>>
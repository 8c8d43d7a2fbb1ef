/// 数据包与消息定义
///
/// 线上格式：10字节固定头部 + JSON负载。
/// 消息本身是封闭的和类型 (`Request` / `Reply`)，未知类型一律拒绝。

use std::sync::atomic::{AtomicU32, Ordering};
use chrono::{DateTime, Utc};
use serde::{Serialize, Deserialize, de::DeserializeOwned};
use crate::error::TransportError;

/// 协议版本
pub const PROTOCOL_VERSION: u8 = 1;

/// 固定头部长度
pub const HEADER_LEN: usize = 10;

/// 负载上限 (1 MiB)
pub const MAX_PAYLOAD_LEN: usize = 1024 * 1024;

/// 数据包类型
#[derive(Debug, Clone, Copy, PartialEq, Eq)]
#[repr(u8)]
pub enum PacketType {
    /// 客户端 -> 服务端
    Request = 1,
    /// 服务端 -> 客户端
    Reply = 2,
}

impl TryFrom<u8> for PacketType {
    type Error = PacketError;

    fn try_from(value: u8) -> Result<Self, Self::Error> {
        match value {
            1 => Ok(PacketType::Request),
            2 => Ok(PacketType::Reply),
            other => Err(PacketError::UnknownPacketType(other)),
        }
    }
}

impl From<PacketType> for u8 {
    fn from(packet_type: PacketType) -> Self {
        packet_type as u8
    }
}

/// 10字节固定头部 (大端序)
///
/// | version (1) | packet_type (1) | message_id (4) | payload_len (4) |
#[derive(Debug, Clone, PartialEq, Eq)]
pub struct FixedHeader {
    pub version: u8,
    pub packet_type: PacketType,
    pub message_id: u32,
    pub payload_len: u32,
}

impl FixedHeader {
    /// 创建新的固定头部
    pub fn new(packet_type: PacketType, message_id: u32) -> Self {
        Self {
            version: PROTOCOL_VERSION,
            packet_type,
            message_id,
            payload_len: 0,
        }
    }

    /// 序列化为字节数组 (大端序)
    pub fn to_bytes(&self) -> [u8; HEADER_LEN] {
        let mut bytes = [0u8; HEADER_LEN];
        bytes[0] = self.version;
        bytes[1] = u8::from(self.packet_type);
        bytes[2..6].copy_from_slice(&self.message_id.to_be_bytes());
        bytes[6..10].copy_from_slice(&self.payload_len.to_be_bytes());
        bytes
    }

    /// 从字节数组反序列化 (大端序)
    pub fn from_bytes(bytes: &[u8]) -> Result<Self, PacketError> {
        if bytes.len() < HEADER_LEN {
            return Err(PacketError::InvalidHeader(format!("Header too short: {} bytes", bytes.len())));
        }

        let version = bytes[0];
        if version != PROTOCOL_VERSION {
            return Err(PacketError::UnsupportedVersion(version));
        }

        let packet_type = PacketType::try_from(bytes[1])?;
        let message_id = u32::from_be_bytes([bytes[2], bytes[3], bytes[4], bytes[5]]);
        let payload_len = u32::from_be_bytes([bytes[6], bytes[7], bytes[8], bytes[9]]);

        if payload_len as usize > MAX_PAYLOAD_LEN {
            return Err(PacketError::PayloadTooLarge(payload_len as usize));
        }

        Ok(Self {
            version,
            packet_type,
            message_id,
            payload_len,
        })
    }
}

/// 消息ID管理器 - 线程安全
#[derive(Debug)]
pub struct MessageIdManager {
    counter: AtomicU32,
}

impl MessageIdManager {
    /// 创建新的ID管理器
    pub fn new() -> Self {
        Self {
            counter: AtomicU32::new(1), // 从1开始
        }
    }

    /// 获取下一个ID
    pub fn next_id(&self) -> u32 {
        let id = self.counter.fetch_add(1, Ordering::SeqCst);
        if id == u32::MAX {
            // 达到最大值，重置为1
            self.counter.store(1, Ordering::SeqCst);
            1
        } else {
            id
        }
    }
}

impl Default for MessageIdManager {
    fn default() -> Self {
        Self::new()
    }
}

/// 客户端请求
#[derive(Debug, Clone, PartialEq, Eq, Serialize, Deserialize)]
#[serde(tag = "kind", rename_all = "snake_case")]
pub enum Request {
    /// 请求下一帧的时钟读数
    Tick { cmd: i32 },
}

/// 服务端回复
#[derive(Debug, Clone, PartialEq, Eq, Serialize, Deserialize)]
#[serde(tag = "kind", rename_all = "snake_case")]
pub enum Reply {
    /// 当前时钟读数
    Clock { at: DateTime<Utc> },
}

impl Reply {
    /// 以当前时间创建时钟回复
    pub fn clock_now() -> Self {
        Reply::Clock { at: Utc::now() }
    }
}

/// 数据包结构
#[derive(Debug, Clone, PartialEq, Eq)]
pub struct Packet {
    /// 固定头部
    pub header: FixedHeader,
    /// 负载数据 (JSON)
    pub payload: Vec<u8>,
}

impl Packet {
    fn encode<T: Serialize>(packet_type: PacketType, message_id: u32, body: &T) -> Result<Self, PacketError> {
        let payload = serde_json::to_vec(body)
            .map_err(|e| PacketError::SerializationError(e.to_string()))?;
        if payload.len() > MAX_PAYLOAD_LEN {
            return Err(PacketError::PayloadTooLarge(payload.len()));
        }

        let mut header = FixedHeader::new(packet_type, message_id);
        header.payload_len = payload.len() as u32;
        Ok(Self { header, payload })
    }

    fn decode<T: DeserializeOwned>(&self, expected: PacketType) -> Result<T, PacketError> {
        if self.header.packet_type != expected {
            return Err(PacketError::UnexpectedPacketType {
                expected,
                actual: self.header.packet_type,
            });
        }
        serde_json::from_slice(&self.payload)
            .map_err(|e| PacketError::UnknownMessage(e.to_string()))
    }

    /// 创建请求数据包
    pub fn request(message_id: u32, request: &Request) -> Result<Self, PacketError> {
        Self::encode(PacketType::Request, message_id, request)
    }

    /// 创建回复数据包
    pub fn reply(message_id: u32, reply: &Reply) -> Result<Self, PacketError> {
        Self::encode(PacketType::Reply, message_id, reply)
    }

    /// 解析为请求
    pub fn to_request(&self) -> Result<Request, PacketError> {
        self.decode(PacketType::Request)
    }

    /// 解析为回复
    pub fn to_reply(&self) -> Result<Reply, PacketError> {
        self.decode(PacketType::Reply)
    }

    /// 获取消息ID
    pub fn message_id(&self) -> u32 {
        self.header.message_id
    }

    /// 序列化为线上字节
    pub fn to_bytes(&self) -> Vec<u8> {
        let mut bytes = Vec::with_capacity(HEADER_LEN + self.payload.len());
        bytes.extend_from_slice(&self.header.to_bytes());
        bytes.extend_from_slice(&self.payload);
        bytes
    }
}

/// 数据包错误类型
#[derive(Debug, thiserror::Error, Clone, PartialEq, Eq)]
pub enum PacketError {
    #[error("Invalid header: {0}")]
    InvalidHeader(String),

    #[error("Unsupported version: {0}")]
    UnsupportedVersion(u8),

    #[error("Unknown packet type: {0}")]
    UnknownPacketType(u8),

    #[error("Unexpected packet type: expected {expected:?}, got {actual:?}")]
    UnexpectedPacketType {
        expected: PacketType,
        actual: PacketType,
    },

    #[error("Payload too large: {0} bytes")]
    PayloadTooLarge(usize),

    #[error("Unknown message: {0}")]
    UnknownMessage(String),

    #[error("Serialization error: {0}")]
    SerializationError(String),
}

impl From<PacketError> for TransportError {
    fn from(error: PacketError) -> Self {
        TransportError::protocol_error("packet", error.to_string())
    }
}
<<
ACTION ITEM »
Lines with the word "UnknownPacketType": copy each one from the data above.

ANSWER BOX »
            other => Err(PacketError::UnknownPacketType(other)),
    UnknownPacketType(u8),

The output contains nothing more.